━━━━━ Records provided ━━━━━

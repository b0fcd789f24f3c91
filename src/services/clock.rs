//! 实时时钟
//! 每个周期产出一次格式化的时间与日期，与其他状态无关

use async_stream::stream;
use chrono::{DateTime, Local, TimeZone};
use futures::Stream;
use serde::{Deserialize, Serialize};
use std::fmt::Display;
use std::time::Duration;

pub const DEFAULT_TICK_PERIOD: Duration = Duration::from_secs(1);

#[derive(Debug, Clone, PartialEq, Eq, Serialize, Deserialize)]
pub struct ClockTick {
    /// 例如 "3:04:05 PM"
    pub time: String,
    /// 例如 "Friday, October 16, 2026"
    pub date: String,
}

pub fn format_tick<Tz>(at: &DateTime<Tz>) -> ClockTick
where
    Tz: TimeZone,
    Tz::Offset: Display,
{
    ClockTick {
        time: at.format("%-I:%M:%S %p").to_string(),
        date: at.format("%A, %B %-d, %Y").to_string(),
    }
}

/// 时钟流，第一个 tick 立即产出
pub fn clock_ticks(period: Duration) -> impl Stream<Item = ClockTick> {
    stream! {
        let mut interval = tokio::time::interval(period);
        loop {
            interval.tick().await;
            yield format_tick(&Local::now());
        }
    }
}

━━━━━

Your assignment: When you reach the end of the records, set them all down again exactly.

Output:
repository b0fcd789f24f3c91
filename src/services/clock.rs
//! 实时时钟
//! 每个周期产出一次格式化的时间与日期，与其他状态无关

use async_stream::stream;
use chrono::{DateTime, Local, TimeZone};
use futures::Stream;
use serde::{Deserialize, Serialize};
use std::fmt::Display;
use std::time::Duration;

pub const DEFAULT_TICK_PERIOD: Duration = Duration::from_secs(1);

#[derive(Debug, Clone, PartialEq, Eq, Serialize, Deserialize)]
pub struct ClockTick {
    /// 例如 "3:04:05 PM"
    pub time: String,
    /// 例如 "Friday, October 16, 2026"
    pub date: String,
}

pub fn format_tick<Tz>(at: &DateTime<Tz>) -> ClockTick
where
    Tz: TimeZone,
    Tz::Offset: Display,
{
    ClockTick {
        time: at.format("%-I:%M:%S %p").to_string(),
        date: at.format("%A, %B %-d, %Y").to_string(),
    }
}

/// 时钟流，第一个 tick 立即产出
pub fn clock_ticks(period: Duration) -> impl Stream<Item = ClockTick> {
    stream! {
        let mut interval = tokio::time::interval(period);
        loop {
            interval.tick().await;
            yield format_tick(&Local::now());
        }
    }
}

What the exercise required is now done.